DATA FOR PROCESSING ::
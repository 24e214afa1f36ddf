// Hash & Target utilities (component C1).
//
// Targets and difficulties are unbounded-looking but in practice bounded to
// [1, 2^256) / (0, 2^256]; we lean on `primitive_types::U256` for the target
// itself and `U512` as scratch space for the one division that would
// otherwise need to represent 2^256 exactly (it doesn't fit in a U256).

use primitive_types::{U256, U512};

pub type Target = U256;
pub type Difficulty = U256;

/// `targetFromBits(b) = 2^(256-b)`. Valid for `1 <= bits <= 256`.
pub fn target_from_bits(bits: u32) -> Target {
    debug_assert!((1..=256).contains(&bits), "target bits out of range");
    U256::one() << (256 - bits as usize)
}

fn two_pow_256() -> U512 {
    U512::one() << 256
}

fn u512_to_u256_saturating(v: U512) -> U256 {
    let max = U512::from(U256::MAX);
    let clamped = if v > max { max } else { v };
    let mut buf = [0u8; 64];
    clamped.to_little_endian(&mut buf);
    U256::from_little_endian(&buf[..32])
}

/// `D = floor(2^256 / T)`.
pub fn target_to_difficulty(target: Target) -> Difficulty {
    if target.is_zero() {
        return U256::MAX;
    }
    u512_to_u256_saturating(two_pow_256() / U512::from(target))
}

/// Inverse of [`target_to_difficulty`]: `T = floor(2^256 / D)`.
pub fn difficulty_to_target(difficulty: Difficulty) -> Target {
    if difficulty.is_zero() {
        return U256::MAX;
    }
    u512_to_u256_saturating(two_pow_256() / U512::from(difficulty))
}

/// 64 lowercase hex digits, zero-padded — used for display, not the PoW preimage.
pub fn target_to_hex(target: Target) -> String {
    let mut buf = [0u8; 32];
    target.to_big_endian(&mut buf);
    hex::encode(buf)
}

/// Minimal lowercase hex rendering with no padding, matching the original
/// chain's `fmt.Sprintf("%x", target)` — see spec §9: this is the rendering
/// the PoW preimage uses, and changing it is consensus-breaking.
pub fn target_to_hex_minimal(target: Target) -> String {
    if target.is_zero() {
        return "0".to_string();
    }
    let padded = target_to_hex(target);
    let trimmed = padded.trim_start_matches('0');
    if trimmed.is_empty() {
        "0".to_string()
    } else {
        trimmed.to_string()
    }
}

pub const INITIAL_TARGET_BITS: u32 = 16;
pub const INITIAL_REDUCED_TARGET_BITS: u32 = 12;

WHAT THE EXERCISE ASKS :: Reproduce, exactly and in full, the lines from the one that contains "u512_to_u256_saturating(two_pow_256() / U512::from(difficulty))" to the end of the material.

YOUR RESPONSE ::
    u512_to_u256_saturating(two_pow_256() / U512::from(difficulty))
}

/// 64 lowercase hex digits, zero-padded — used for display, not the PoW preimage.
pub fn target_to_hex(target: Target) -> String {
    let mut buf = [0u8; 32];
    target.to_big_endian(&mut buf);
    hex::encode(buf)
}

/// Minimal lowercase hex rendering with no padding, matching the original
/// chain's `fmt.Sprintf("%x", target)` — see spec §9: this is the rendering
/// the PoW preimage uses, and changing it is consensus-breaking.
pub fn target_to_hex_minimal(target: Target) -> String {
    if target.is_zero() {
        return "0".to_string();
    }
    let padded = target_to_hex(target);
    let trimmed = padded.trim_start_matches('0');
    if trimmed.is_empty() {
        "0".to_string()
    } else {
        trimmed.to_string()
    }
}

pub const INITIAL_TARGET_BITS: u32 = 16;
pub const INITIAL_REDUCED_TARGET_BITS: u32 = 12;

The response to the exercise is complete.